Netflix is selling $200 million in convertible bonds to Technology Crossover Ventures after a dismal third quarter earnings report.

The company lost north of 800,000 subscribers in its third quarter, rounding out the number to 35.4 million subscribers of both Netflix’s streaming and DVD-rental services. The major subscriber loss came after the company raised its prices 60 percent and then split the company into two parts: Netflix, the streaming arm of the company, and Qwikster, the new DVD-rental side. After bad reactions from its subscriber base, the company decided to call it quits on the idea and assured its investors the company was done making price model changes.

Now it’s reaching out for cash, as stock prices dip from its summer high of $300 a share, to steadily below $100. The shares TCV is purchasing from Netflix will sell at $85.80, according to the filing, the sale of which hinges on Netflix’s ability to sell $200 million common stock to non-affiliated third party buyers. The company separately put up stock for an undisclosed amount.

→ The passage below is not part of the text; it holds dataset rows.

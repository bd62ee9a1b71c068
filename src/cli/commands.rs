use crate::hot_reload::watch_routes;
use crate::linter::{fail_if_errors, lint_routes, print_lint_issues, LintSeverity};
use crate::navigation::NavigationService;
use crate::otel::{init_logging_with_config, LogConfig};
use crate::permission::filter_async_routes;
use crate::router::Resolution;
use crate::routes::{read_route_table, RouteTable};
use crate::runtime_config::RuntimeConfig;
use crate::sidebar::{breadcrumbs, build_menu, MenuItem};
use anyhow::{Context, Result};
use clap::{Parser, Subcommand};
use std::io::Write;
use std::path::PathBuf;
use std::sync::{mpsc, Arc};

/// Command-line interface for the console route table
#[derive(Parser, Debug)]
#[command(name = "admin-routes")]
#[command(about = "Inspect and check the admin console route table", long_about = None)]
pub struct Cli {
    /// Log at debug level with source locations
    #[arg(short, long, global = true, default_value_t = false)]
    pub verbose: bool,

    /// The subcommand to execute
    #[command(subcommand)]
    pub command: Commands,
}

/// Available CLI commands
#[derive(Subcommand, Debug)]
pub enum Commands {
    /// Lint a route table
    ///
    /// Checks for duplicate sibling paths, misplaced `*` catch-alls, invalid
    /// path patterns, broken redirects and repeated route names.
    Lint {
        /// Route table file (YAML or JSON); defaults to the built-in table
        #[arg(short, long, env = "ADMIN_ROUTER_ROUTES_FILE")]
        routes: Option<PathBuf>,

        /// Exit with error code if any errors are found
        #[arg(long, default_value_t = false)]
        fail_on_error: bool,

        /// Show only errors (hide warnings)
        #[arg(long, default_value_t = false)]
        errors_only: bool,
    },
    /// Print the route table
    Dump {
        #[arg(short, long, env = "ADMIN_ROUTER_ROUTES_FILE")]
        routes: Option<PathBuf>,

        /// Print JSON instead of YAML
        #[arg(long, default_value_t = false)]
        json: bool,
    },
    /// Resolve a location against the live engine
    Resolve {
        /// Location to resolve, e.g. `/users/list?tab=1`
        path: String,

        #[arg(short, long, env = "ADMIN_ROUTER_ROUTES_FILE")]
        routes: Option<PathBuf>,

        /// Roles to grant before resolving (comma-separated)
        #[arg(long, num_args = 1.., value_delimiter = ',')]
        roles: Vec<String>,
    },
    /// Print the sidebar menu for a set of roles
    Menu {
        #[arg(short, long, env = "ADMIN_ROUTER_ROUTES_FILE")]
        routes: Option<PathBuf>,

        /// Roles of the user (comma-separated)
        #[arg(long, num_args = 1.., value_delimiter = ',')]
        roles: Vec<String>,

        /// Print JSON instead of an indented tree
        #[arg(long, default_value_t = false)]
        json: bool,
    },
    /// Watch a route table file and reload it on change
    Watch {
        /// Route table file to watch
        #[arg(short, long, env = "ADMIN_ROUTER_ROUTES_FILE")]
        routes: PathBuf,
    },
}

/// Parse the process arguments, set up logging and run the command.
///
/// # Errors
///
/// Returns the failing command's error.
pub fn run_cli() -> Result<()> {
    let cli = Cli::parse();
    let log_config = if cli.verbose {
        LogConfig::default_dev()
    } else {
        LogConfig::from_env()
    };
    let _log_guard = init_logging_with_config(&log_config)?;

    let stdout = std::io::stdout();
    execute(&cli, &mut stdout.lock())
}

/// Run `cli`, writing command output to `out`.
///
/// # Errors
///
/// Fails when the route table cannot be loaded, a location does not
/// resolve, or writing to `out` fails.
pub fn execute(cli: &Cli, out: &mut dyn Write) -> Result<()> {
    match &cli.command {
        Commands::Lint {
            routes,
            fail_on_error,
            errors_only,
        } => {
            let table = read_table(routes.as_ref())?;
            let mut issues = lint_routes(&table.constant_routes, &table.async_routes);
            if *errors_only {
                issues.retain(|i| i.severity == LintSeverity::Error);
            }
            print_lint_issues(&issues);
            if *fail_on_error {
                fail_if_errors(&issues);
            }
            Ok(())
        }
        Commands::Dump { routes, json } => {
            let table = read_table(routes.as_ref())?;
            let rendered = if *json {
                serde_json::to_string_pretty(&table)?
            } else {
                serde_yaml::to_string(&table)?
            };
            writeln!(out, "{}", rendered.trim_end())?;
            Ok(())
        }
        Commands::Resolve {
            path,
            routes,
            roles,
        } => {
            let service = load_service(routes.as_ref(), true)?;
            if !roles.is_empty() {
                service.grant(roles.as_slice());
            }
            let router = service.router();
            let resolution = router
                .resolve(path)
                .with_context(|| format!("Failed to resolve {}", path))?;
            write_resolution(out, &resolution, &router.href(&resolution.full_path))?;
            Ok(())
        }
        Commands::Menu {
            routes,
            roles,
            json,
        } => {
            let service = load_service(routes.as_ref(), false)?;
            let table = service.table();
            let mut visible = table.constant_routes.clone();
            visible.extend(filter_async_routes(&table.async_routes, roles.as_slice()));
            let menu = build_menu(&visible);
            if *json {
                writeln!(out, "{}", serde_json::to_string_pretty(&menu)?)?;
            } else {
                write_menu(out, &menu, 0)?;
            }
            Ok(())
        }
        Commands::Watch { routes } => {
            let service = Arc::new(load_service(Some(routes), true)?);
            let (tx, rx) = mpsc::channel();
            let _watcher = watch_routes(routes, Arc::clone(&service), move |table| {
                // the receiver lives as long as the command
                tx.send((table.constant_routes.len(), table.async_routes.len()))
                    .ok();
            })
            .with_context(|| format!("Failed to watch {}", routes.display()))?;

            writeln!(out, "👀 Watching {} (Ctrl-C to stop)", routes.display())?;
            for (constant, granted) in rx {
                writeln!(
                    out,
                    "🔄 Reloaded: {} constant route(s), {} async route(s)",
                    constant, granted
                )?;
            }
            Ok(())
        }
    }
}

/// The table at `routes`, unlinted, or the built-in one.
fn read_table(routes: Option<&PathBuf>) -> Result<RouteTable> {
    match routes {
        Some(path) => read_route_table(path),
        None => Ok(RouteTable::admin()),
    }
}

fn load_service(routes: Option<&PathBuf>, with_env_options: bool) -> Result<NavigationService> {
    let mut config = if with_env_options {
        RuntimeConfig::from_env()
    } else {
        RuntimeConfig::default()
    };
    if let Some(path) = routes {
        config.routes_file = Some(path.clone());
    }
    NavigationService::from_config(&config)
}

fn write_resolution(out: &mut dyn Write, resolution: &Resolution, href: &str) -> Result<()> {
    writeln!(out, "route:    {}", resolution.record.full_path)?;
    writeln!(out, "path:     {}", resolution.full_path)?;
    writeln!(out, "href:     {}", href)?;
    if let Some(name) = resolution.name() {
        writeln!(out, "name:     {}", name)?;
    }
    if let Some(from) = &resolution.redirected_from {
        writeln!(out, "redirected from: {}", from)?;
    }
    for (key, value) in &resolution.params {
        writeln!(out, "param:    {} = {}", key, value)?;
    }
    for (key, value) in &resolution.query {
        writeln!(out, "query:    {} = {}", key, value)?;
    }
    if let Some(roles) = &resolution.meta().roles {
        writeln!(out, "roles:    {}", roles.join(", "))?;
    }
    let crumbs = breadcrumbs(resolution);
    let trail: Vec<&str> = crumbs.iter().map(|c| c.title.as_str()).collect();
    if !trail.is_empty() {
        writeln!(out, "crumbs:   {}", trail.join(" / "))?;
    }
    Ok(())
}

fn write_menu(out: &mut dyn Write, items: &[MenuItem], depth: usize) -> Result<()> {
    for item in items {
        let icon = item.icon.as_deref().unwrap_or("-");
        writeln!(
            out,
            "{}{} [{}] {}",
            "  ".repeat(depth),
            item.title,
            icon,
            item.path
        )?;
        write_menu(out, &item.children, depth + 1)?;
    }
    Ok(())
}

A second filing reads, “We intend to use the net proceeds from this offering for general corporate purposes, including working capital and capital expenditures. From time to time we evaluate potential acquisitions of or investment in businesses, technologies, or products that complement our business, although we have no present commitments or agreements to enter into any acquisitions or investments.”

According to a letter to investors, Netflix chief executive officer Reed Hastings and chief financial offer David Wells predict revenue will be lower than anticipated in the fourth quarter, though they have seen cancellations slow. They also see a future for international business and are opening up offices in the UK and Ireland.

[via the Wall Street Journal]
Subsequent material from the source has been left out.